# Why is Bias-Variance Tradeoff important after all?

In evaluating a model, you should understand the concepts of bias, variance, and the tradeoff in minimizing them. Knowing how to handle these errors will help you build accurate models and avoid falling into the overfitting and underfitting traps. That is why the bias-variance tradeoff is a central problem in Supervised Learning.

The conflict arises when simultaneously minimizing these two sources of error that prevent supervised learning algorithms from generalizing beyond their training set.

First of all, let’s define bias and variance:

## Bias

Bias is the difference between the model’s average prediction and the correct value you are trying to predict. It is also the erroneous assumptions in the learning algorithm. Models with significant bias do not even capture patterns in the training data and oversimplify the model.

## Variance

It is the variability of model prediction for a given point or value which provides you with how your data’s spread is. Models with colossal variance tend to mimic the training data and do not generalize well-enough on unseen data. In consequence, such models performed well on training data but poorly on test data.
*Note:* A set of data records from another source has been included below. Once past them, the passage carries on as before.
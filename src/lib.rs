//! Barbershop management core.
//!
//! Typed entity records, per-entity repositories over a local key-value
//! store, a session pointer independent of the user directory, and an
//! idempotent first-run seed. Everything is synchronous; consumers (the
//! admin dashboard) render what the repositories return and hold no
//! persisted state of their own.
//!
//! ```no_run
//! use navalha::repository::RepositoryManager;
//! use navalha::seed::initialize_default_data;
//!
//! # fn main() -> navalha::NavalhaResult<()> {
//! let repos = RepositoryManager::open("navalha-store.json")?;
//! initialize_default_data(&repos)?;
//! # Ok(())
//! # }
//! ```
//!
//! Repositories serialize their mutations within one process; pointing
//! two processes at the same store file is not supported.

pub mod error;
pub mod model;
pub mod repository;
pub mod seed;
pub mod session;
pub mod store;
pub mod validation;

pub use error::{NavalhaError, NavalhaResult};
pub use repository::RepositoryManager;
pub use session::SessionManager;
Firstly, let’s dive a bit into the mathematics: suppose you want to predict $Y$ as a function of $f(X)$.

$Y = f(X)+ e$

Where $e$ is the error and it is normal distributed with mean zero.

Using any modeling technique, you try to estimate $Y$ with $\hat{Y}$, in this case, you can say that the expected squared error at a point x is:

$e(x)=E[(Y-\hat{Y})^2]$

This $e(x)$ can be further decomposed as:

$e(x) = (E[\hat(Y) - Y])^2 + E[(Y-\hat(Y))^2]+\sigma_e^2$

$e(x) = Bias^2 + Variance + Irreducible Error$

Creating good models do not reduce irreducible error. It measures the amount of randomness or noise in the data.

In underfitting conditions, the model has high bias and low variance. It also occurs when we have a short amount of data or the model’s structure cannot capture the nature of the data’s patterns.

In overfitting conditions, the model captures the randomness and the patterns, and it is said to mimic the training data. These kinds of models have low bias but high variance.